10:30 p.m. - Diagnostics director Mark Coulter received an e-mail from the Winnipeg lab. Dr. de la Roche summoned Wilson.

"My anxiety just sort of shot up," the nurse recalled.

"I just want you to know they're negative," de la Roche said, and they headed for the patient.

"He was relieved ... but he didn't really show a lot of emotion," Wilson said.

He was still ill, though, and would remain under observation overnight.

11:30 p.m. - Communications director Susan Rowe announced the test result in a press release.

That night, the World Health Organization issued a recommendation that patients be tested a second time.

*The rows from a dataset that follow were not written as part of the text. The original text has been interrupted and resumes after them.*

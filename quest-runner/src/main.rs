use anyhow::{anyhow, Context, Result};
use clap::{arg, ArgAction, Command};
use env_logger::Env;
use quest_runner::{run_stream, RunOptions};
use quest_tree::{generate_blocks, WorkloadSettings};
use std::{
    fs,
    io::{self, BufReader, Write},
};

fn cli() -> Command {
    Command::new("quest-runner")
        .about("Runs budget queries over effort/gold command blocks")
        .arg_required_else_help(true)
        .subcommand(
            Command::new("run")
                .about("Runs command blocks and prints one profit per query")
                .arg(
                    arg!([INPUT] "Path to a command file, or '-' for stdin")
                        .default_value("-")
                        .value_parser(clap::value_parser!(String)),
                )
                .arg(
                    arg!(--json "Print one JSON report per block")
                        .action(ArgAction::SetTrue),
                )
                .arg(
                    arg!(--check "Verify tree invariants after every command")
                        .action(ArgAction::SetTrue),
                ),
        )
        .subcommand(
            Command::new("generate")
                .about("Generates random command blocks")
                .arg(
                    arg!(<SETTINGS> "Settings json string or path to json file")
                        .value_parser(clap::value_parser!(String)),
                ),
        )
}

fn main() {
    env_logger::Builder::from_env(Env::default().default_filter_or("warn")).init();
    let matches = cli().get_matches();

    if let Err(e) = match matches.subcommand() {
        Some(("run", sub_m)) => run(
            sub_m.get_one::<String>("INPUT").unwrap().clone(),
            RunOptions {
                json: sub_m.get_flag("json"),
                check: sub_m.get_flag("check"),
            },
        ),
        Some(("generate", sub_m)) => {
            generate(sub_m.get_one::<String>("SETTINGS").unwrap().clone())
        }
        _ => Err(anyhow!("Invalid subcommand")),
    } {
        eprintln!("Error: {:#}", e);
        std::process::exit(1);
    }
}

fn run(input: String, options: RunOptions) -> Result<()> {
    let stdout = io::stdout();
    let mut writer = io::BufWriter::new(stdout.lock());
    if input == "-" {
        run_stream(io::stdin().lock(), &mut writer, &options)?;
    } else {
        let file = fs::File::open(&input)
            .with_context(|| format!("Failed to open command file: {}", input))?;
        run_stream(BufReader::new(file), &mut writer, &options)?;
    }
    Ok(())
}

fn generate(settings: String) -> Result<()> {
    let settings = load_settings(&settings)?;
    let blocks = generate_blocks(&settings)?;

    let stdout = io::stdout();
    let mut writer = io::BufWriter::new(stdout.lock());
    for block in &blocks {
        write!(writer, "{}", block)?;
    }
    writer.flush()?;
    Ok(())
}

fn load_settings(settings: &str) -> Result<WorkloadSettings> {
    let settings = if settings.ends_with(".json") {
        fs::read_to_string(settings)
            .with_context(|| format!("Failed to read settings file: {}", settings))?
    } else {
        settings.to_string()
    };
    WorkloadSettings::from_json(&settings)
}
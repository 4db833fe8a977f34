use crate::Reward;
use std::collections::BinaryHeap;

/// Bag of rewards sharing one cost. Only the largest value is ever taken out.
#[derive(Debug, Clone, Default)]
pub struct RewardMultiset {
    heap: BinaryHeap<Reward>,
}

impl RewardMultiset {
    pub fn new() -> Self {
        Self::default()
    }

    pub fn singleton(value: Reward) -> Self {
        let mut rewards = Self::new();
        rewards.insert(value);
        rewards
    }

    pub fn insert(&mut self, value: Reward) {
        self.heap.push(value);
    }

    pub fn is_empty(&self) -> bool {
        self.heap.is_empty()
    }

    pub fn len(&self) -> usize {
        self.heap.len()
    }

    pub fn peek_max(&self) -> Option<Reward> {
        self.heap.peek().copied()
    }

    /// Removes and returns the largest reward.
    ///
    /// Panics when empty: a multiset attached to a live node always holds at
    /// least one value.
    pub fn extract_max(&mut self) -> Reward {
        match self.heap.pop() {
            Some(value) => value,
            None => panic!("cannot extract from an empty reward multiset"),
        }
    }

    pub fn total(&self) -> Reward {
        self.heap.iter().sum()
    }
}

impl FromIterator<Reward> for RewardMultiset {
    fn from_iter<I: IntoIterator<Item = Reward>>(iter: I) -> Self {
        Self {
            heap: iter.into_iter().collect(),
        }
    }
}

#[cfg(test)]
mod tests {
    use super::*;

    #[test]
    fn test_extract_in_descending_order() {
        let mut rewards: RewardMultiset = vec![4, 9, 1, 9, 3].into_iter().collect();
        assert_eq!(rewards.len(), 5);
        assert_eq!(rewards.total(), 26);
        assert_eq!(rewards.peek_max(), Some(9));

        let drained: Vec<Reward> = (0..5).map(|_| rewards.extract_max()).collect();
        assert_eq!(drained, vec![9, 9, 4, 3, 1]);
        assert!(rewards.is_empty());
    }

    #[test]
    #[should_panic(expected = "empty reward multiset")]
    fn test_extract_from_empty() {
        RewardMultiset::new().extract_max();
    }
}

Registered nurses Jeannette Indewey, left, and Karen Davy, put on personal protective equipment during a training exercise for treating patients with such infectious diseases as Ebola virus at Belleville General Hospital in Belleville, Ont., on October 30, 2014. Quinte Health Care has improved protection for workers based on feedback from staff who treated a patient suspected of having Ebola in October. The corporation is now sharing that knowledge with other hospitals. (Luke Hendry/QMI Agency)

Wednesday, Oct. 15

10:00 a.m. - After debate, doctors ordered a second test out of caution.

Afternoon - Local, provincial and national authorities ruled the second test hadn't been needed. The patient would soon be free to leave.

"I made sure he was not going to end up paying for his parking, given that he showed up and we locked him up, basically," Samis said.

The second lab result, received later Thursday afternoon, was also negative.

It was finished. Both the patient and the health system had passed their tests.